[Information supplied]
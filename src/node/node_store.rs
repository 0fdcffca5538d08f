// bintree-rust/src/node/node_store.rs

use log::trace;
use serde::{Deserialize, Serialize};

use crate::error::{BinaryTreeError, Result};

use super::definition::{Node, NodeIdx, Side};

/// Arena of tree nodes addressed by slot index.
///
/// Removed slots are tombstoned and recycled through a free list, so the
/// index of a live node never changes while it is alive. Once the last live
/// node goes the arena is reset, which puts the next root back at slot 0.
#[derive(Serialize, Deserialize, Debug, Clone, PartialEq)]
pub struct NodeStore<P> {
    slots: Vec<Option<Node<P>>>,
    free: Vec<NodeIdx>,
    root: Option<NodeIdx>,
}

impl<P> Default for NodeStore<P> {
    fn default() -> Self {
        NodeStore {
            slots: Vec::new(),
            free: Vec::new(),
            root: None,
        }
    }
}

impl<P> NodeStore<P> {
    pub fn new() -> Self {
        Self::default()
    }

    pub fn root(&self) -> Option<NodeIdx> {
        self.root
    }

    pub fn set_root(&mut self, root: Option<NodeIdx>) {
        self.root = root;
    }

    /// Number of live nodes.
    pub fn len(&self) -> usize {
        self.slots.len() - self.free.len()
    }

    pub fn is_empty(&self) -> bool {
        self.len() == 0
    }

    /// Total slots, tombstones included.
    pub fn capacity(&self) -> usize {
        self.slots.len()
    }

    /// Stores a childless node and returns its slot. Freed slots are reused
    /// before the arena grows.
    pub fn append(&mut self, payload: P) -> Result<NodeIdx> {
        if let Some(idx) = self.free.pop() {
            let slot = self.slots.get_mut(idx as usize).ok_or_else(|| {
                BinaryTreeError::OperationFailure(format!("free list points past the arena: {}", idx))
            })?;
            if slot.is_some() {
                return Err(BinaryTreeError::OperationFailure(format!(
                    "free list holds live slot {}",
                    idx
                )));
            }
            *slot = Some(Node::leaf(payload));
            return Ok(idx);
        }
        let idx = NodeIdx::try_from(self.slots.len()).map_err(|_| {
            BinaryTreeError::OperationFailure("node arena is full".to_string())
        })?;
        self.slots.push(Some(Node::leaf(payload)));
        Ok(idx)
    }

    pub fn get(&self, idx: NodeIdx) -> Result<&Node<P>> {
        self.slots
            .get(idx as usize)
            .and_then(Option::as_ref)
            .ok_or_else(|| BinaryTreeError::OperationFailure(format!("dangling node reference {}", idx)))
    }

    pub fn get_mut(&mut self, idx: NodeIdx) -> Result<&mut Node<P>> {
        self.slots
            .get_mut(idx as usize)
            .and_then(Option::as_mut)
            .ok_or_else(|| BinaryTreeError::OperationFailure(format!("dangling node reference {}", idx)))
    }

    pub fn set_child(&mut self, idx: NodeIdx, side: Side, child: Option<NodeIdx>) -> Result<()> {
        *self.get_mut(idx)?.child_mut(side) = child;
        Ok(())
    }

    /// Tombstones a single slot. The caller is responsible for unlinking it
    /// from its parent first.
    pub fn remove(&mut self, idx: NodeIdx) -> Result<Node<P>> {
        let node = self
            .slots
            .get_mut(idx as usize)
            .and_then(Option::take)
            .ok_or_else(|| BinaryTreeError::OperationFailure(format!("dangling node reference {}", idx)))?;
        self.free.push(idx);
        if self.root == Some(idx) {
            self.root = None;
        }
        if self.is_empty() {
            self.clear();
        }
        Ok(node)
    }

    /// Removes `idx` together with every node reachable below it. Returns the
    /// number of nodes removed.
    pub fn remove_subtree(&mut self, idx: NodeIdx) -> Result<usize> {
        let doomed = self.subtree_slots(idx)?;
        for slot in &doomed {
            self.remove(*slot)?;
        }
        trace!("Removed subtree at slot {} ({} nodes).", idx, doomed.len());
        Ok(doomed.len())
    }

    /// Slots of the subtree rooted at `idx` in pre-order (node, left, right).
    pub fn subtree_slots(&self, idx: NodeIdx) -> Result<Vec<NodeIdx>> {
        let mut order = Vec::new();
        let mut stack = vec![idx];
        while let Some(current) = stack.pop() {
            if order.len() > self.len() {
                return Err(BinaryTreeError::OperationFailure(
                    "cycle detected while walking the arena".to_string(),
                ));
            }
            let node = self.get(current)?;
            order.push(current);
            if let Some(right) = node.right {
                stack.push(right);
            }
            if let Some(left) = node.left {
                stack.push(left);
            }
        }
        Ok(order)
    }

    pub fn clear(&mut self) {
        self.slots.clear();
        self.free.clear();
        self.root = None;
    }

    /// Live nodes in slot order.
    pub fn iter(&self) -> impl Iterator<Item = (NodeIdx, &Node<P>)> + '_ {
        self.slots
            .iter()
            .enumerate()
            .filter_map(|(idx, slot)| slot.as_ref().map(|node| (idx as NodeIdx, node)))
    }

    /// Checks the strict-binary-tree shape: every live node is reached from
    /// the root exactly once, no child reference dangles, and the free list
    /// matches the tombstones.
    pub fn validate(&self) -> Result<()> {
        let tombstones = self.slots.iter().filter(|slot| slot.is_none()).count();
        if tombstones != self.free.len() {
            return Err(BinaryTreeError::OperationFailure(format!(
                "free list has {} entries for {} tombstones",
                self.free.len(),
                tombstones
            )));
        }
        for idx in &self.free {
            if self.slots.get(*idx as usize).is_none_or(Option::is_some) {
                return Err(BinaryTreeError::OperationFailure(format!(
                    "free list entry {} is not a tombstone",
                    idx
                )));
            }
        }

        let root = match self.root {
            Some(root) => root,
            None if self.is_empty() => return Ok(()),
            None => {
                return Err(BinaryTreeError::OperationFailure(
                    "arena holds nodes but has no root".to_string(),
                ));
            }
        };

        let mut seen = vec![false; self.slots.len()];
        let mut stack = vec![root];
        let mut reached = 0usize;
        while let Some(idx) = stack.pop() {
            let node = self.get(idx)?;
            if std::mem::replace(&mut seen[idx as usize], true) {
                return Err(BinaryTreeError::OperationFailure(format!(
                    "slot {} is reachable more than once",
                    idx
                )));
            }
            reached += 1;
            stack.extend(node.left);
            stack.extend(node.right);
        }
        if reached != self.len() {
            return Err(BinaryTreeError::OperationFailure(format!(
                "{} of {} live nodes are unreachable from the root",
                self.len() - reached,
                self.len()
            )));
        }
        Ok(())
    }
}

...

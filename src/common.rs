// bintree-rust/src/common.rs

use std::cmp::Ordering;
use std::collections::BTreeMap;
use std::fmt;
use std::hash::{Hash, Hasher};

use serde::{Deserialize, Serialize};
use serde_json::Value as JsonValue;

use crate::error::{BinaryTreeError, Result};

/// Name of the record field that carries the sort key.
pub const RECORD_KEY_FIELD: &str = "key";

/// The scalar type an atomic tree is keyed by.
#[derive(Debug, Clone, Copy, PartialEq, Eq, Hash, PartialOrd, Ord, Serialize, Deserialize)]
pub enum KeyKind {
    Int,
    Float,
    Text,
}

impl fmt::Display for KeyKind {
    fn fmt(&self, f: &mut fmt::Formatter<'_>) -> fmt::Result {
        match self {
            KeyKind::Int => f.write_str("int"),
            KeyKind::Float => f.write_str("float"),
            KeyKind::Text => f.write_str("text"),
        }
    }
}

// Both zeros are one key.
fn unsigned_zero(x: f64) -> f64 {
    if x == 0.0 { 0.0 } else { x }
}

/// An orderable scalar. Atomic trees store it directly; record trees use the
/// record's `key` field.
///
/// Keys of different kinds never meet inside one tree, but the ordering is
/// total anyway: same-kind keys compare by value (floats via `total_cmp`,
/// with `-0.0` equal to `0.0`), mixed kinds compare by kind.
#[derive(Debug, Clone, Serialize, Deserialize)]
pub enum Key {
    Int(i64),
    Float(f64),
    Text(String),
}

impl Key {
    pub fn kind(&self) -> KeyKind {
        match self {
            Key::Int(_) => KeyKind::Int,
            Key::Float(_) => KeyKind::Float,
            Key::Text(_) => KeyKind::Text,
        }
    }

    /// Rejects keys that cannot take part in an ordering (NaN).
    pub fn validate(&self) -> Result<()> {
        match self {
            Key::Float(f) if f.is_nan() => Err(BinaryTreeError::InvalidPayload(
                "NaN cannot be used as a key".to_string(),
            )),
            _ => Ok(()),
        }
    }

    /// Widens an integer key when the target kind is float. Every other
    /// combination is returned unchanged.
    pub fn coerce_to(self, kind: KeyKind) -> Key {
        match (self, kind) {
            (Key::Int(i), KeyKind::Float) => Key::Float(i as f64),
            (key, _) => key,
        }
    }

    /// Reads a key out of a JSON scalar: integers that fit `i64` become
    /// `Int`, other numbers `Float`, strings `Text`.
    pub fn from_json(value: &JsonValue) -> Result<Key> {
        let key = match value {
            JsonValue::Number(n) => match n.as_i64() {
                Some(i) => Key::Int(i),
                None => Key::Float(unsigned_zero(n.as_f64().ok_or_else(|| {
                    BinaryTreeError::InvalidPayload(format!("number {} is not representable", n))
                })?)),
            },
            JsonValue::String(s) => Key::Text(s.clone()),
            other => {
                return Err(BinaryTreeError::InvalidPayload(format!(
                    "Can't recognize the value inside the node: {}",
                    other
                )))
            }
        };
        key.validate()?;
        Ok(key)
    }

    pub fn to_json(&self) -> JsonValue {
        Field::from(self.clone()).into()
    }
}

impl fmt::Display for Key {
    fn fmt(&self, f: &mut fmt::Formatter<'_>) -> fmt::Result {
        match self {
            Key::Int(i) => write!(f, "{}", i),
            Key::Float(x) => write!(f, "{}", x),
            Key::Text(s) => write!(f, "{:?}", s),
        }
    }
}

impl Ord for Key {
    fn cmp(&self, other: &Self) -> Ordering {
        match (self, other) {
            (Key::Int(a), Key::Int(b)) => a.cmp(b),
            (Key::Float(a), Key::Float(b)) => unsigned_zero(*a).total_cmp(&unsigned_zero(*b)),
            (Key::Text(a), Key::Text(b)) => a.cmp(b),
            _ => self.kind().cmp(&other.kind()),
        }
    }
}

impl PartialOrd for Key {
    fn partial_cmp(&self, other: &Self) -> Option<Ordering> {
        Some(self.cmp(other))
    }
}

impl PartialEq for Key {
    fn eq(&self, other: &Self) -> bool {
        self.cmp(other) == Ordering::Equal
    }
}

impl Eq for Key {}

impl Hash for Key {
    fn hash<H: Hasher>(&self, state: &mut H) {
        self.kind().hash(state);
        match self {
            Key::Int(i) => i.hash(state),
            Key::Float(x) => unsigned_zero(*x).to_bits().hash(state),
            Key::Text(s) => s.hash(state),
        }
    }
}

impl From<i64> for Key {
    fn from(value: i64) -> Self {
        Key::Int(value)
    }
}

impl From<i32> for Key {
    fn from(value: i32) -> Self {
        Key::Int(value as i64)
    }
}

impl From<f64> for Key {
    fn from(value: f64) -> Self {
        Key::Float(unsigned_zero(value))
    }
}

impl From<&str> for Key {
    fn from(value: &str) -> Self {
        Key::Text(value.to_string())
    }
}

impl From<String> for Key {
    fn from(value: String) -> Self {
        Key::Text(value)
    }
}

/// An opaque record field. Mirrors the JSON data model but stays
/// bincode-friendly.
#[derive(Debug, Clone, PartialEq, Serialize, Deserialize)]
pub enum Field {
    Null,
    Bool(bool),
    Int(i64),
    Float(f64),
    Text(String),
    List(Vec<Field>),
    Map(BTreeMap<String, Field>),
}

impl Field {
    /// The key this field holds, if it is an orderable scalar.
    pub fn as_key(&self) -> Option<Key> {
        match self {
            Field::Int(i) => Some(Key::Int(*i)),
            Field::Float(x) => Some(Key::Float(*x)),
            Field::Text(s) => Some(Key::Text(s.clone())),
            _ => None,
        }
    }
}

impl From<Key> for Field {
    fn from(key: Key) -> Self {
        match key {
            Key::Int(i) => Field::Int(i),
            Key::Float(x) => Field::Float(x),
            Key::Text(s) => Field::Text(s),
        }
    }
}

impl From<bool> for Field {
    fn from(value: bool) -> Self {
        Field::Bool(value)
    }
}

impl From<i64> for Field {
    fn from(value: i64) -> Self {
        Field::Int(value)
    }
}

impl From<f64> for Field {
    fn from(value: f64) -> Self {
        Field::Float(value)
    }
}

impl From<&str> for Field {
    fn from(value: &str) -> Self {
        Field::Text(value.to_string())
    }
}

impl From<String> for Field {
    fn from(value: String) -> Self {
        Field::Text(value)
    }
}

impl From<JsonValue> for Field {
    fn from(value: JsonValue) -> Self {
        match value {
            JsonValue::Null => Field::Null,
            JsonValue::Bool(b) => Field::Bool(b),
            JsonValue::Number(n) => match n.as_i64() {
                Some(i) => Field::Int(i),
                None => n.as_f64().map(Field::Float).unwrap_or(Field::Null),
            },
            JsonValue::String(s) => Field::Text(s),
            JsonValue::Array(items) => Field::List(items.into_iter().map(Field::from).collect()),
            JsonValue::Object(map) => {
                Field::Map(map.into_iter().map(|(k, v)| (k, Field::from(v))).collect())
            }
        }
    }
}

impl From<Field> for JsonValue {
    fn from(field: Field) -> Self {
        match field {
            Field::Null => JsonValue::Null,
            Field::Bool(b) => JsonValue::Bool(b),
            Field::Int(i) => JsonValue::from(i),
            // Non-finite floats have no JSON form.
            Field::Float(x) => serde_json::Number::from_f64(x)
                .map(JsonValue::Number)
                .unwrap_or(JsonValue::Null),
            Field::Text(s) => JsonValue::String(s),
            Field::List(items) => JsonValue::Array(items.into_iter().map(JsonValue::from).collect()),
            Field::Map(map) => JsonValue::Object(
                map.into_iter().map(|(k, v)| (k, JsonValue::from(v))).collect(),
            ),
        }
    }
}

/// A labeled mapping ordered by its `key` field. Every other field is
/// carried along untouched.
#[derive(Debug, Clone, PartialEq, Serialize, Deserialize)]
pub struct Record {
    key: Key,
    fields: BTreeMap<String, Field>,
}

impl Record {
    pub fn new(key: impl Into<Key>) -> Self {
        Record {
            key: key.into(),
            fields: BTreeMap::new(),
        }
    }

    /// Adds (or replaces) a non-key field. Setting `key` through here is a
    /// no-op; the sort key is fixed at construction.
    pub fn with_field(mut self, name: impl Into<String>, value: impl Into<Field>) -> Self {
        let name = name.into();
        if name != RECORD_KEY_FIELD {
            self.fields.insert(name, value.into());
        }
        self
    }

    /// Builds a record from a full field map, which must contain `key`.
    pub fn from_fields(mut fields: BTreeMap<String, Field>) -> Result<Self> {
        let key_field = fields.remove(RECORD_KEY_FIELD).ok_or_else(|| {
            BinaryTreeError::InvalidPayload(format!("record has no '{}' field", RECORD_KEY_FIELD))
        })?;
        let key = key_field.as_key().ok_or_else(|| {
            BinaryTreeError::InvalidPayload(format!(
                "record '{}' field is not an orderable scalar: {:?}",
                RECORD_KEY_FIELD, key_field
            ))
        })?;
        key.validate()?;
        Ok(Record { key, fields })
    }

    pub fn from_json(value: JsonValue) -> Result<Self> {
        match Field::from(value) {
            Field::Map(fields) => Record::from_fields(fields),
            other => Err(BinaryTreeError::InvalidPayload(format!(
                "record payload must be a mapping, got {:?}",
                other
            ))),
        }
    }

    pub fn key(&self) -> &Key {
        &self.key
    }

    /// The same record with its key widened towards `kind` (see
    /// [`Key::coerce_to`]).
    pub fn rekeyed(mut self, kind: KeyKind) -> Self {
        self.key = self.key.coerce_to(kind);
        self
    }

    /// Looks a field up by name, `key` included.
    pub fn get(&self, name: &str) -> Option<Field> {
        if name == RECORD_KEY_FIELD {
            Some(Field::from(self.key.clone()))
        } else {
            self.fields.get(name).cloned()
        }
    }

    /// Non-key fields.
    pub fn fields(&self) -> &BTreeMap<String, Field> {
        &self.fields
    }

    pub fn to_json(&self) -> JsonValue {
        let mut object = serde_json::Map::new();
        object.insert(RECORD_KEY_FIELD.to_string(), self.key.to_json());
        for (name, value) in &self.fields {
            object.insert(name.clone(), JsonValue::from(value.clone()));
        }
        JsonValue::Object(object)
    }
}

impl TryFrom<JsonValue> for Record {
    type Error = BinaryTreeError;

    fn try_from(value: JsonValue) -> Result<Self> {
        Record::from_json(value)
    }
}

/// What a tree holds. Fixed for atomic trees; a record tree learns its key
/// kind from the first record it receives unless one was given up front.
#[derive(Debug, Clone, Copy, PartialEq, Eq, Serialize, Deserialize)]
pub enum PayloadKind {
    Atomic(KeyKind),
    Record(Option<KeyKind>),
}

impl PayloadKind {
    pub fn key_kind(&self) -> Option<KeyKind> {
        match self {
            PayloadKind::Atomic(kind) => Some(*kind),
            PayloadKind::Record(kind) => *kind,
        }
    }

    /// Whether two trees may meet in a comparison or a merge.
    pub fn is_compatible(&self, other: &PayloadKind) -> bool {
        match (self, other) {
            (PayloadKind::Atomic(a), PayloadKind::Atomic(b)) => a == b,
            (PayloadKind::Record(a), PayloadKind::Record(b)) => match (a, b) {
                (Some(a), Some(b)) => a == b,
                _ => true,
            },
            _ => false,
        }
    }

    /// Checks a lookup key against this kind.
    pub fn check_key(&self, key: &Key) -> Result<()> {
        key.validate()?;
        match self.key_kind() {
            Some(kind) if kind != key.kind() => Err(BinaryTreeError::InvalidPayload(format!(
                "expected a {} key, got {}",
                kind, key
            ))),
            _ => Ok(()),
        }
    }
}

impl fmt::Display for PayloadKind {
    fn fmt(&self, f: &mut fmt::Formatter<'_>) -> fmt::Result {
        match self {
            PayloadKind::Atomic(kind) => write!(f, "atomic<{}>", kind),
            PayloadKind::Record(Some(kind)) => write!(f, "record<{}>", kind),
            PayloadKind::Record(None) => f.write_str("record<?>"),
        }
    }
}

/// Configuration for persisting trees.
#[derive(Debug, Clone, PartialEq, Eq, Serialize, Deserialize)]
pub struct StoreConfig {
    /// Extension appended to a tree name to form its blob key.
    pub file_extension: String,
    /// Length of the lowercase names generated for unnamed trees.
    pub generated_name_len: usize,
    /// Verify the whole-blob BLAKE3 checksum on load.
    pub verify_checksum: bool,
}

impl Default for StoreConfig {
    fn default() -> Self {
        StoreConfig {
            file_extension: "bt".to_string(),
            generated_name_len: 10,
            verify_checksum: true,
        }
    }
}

[Task details]
Only the lines above from the line containing "filename src/node/node_store.rs" through the line containing "list, so the" should be retyped, exactly and with both ends included.

[Output below]
filename src/node/node_store.rs
repository 0fdcffca5538d08f
// bintree-rust/src/node/node_store.rs

use log::trace;
use serde::{Deserialize, Serialize};

use crate::error::{BinaryTreeError, Result};

use super::definition::{Node, NodeIdx, Side};

/// Arena of tree nodes addressed by slot index.
///
/// Removed slots are tombstoned and recycled through a free list, so the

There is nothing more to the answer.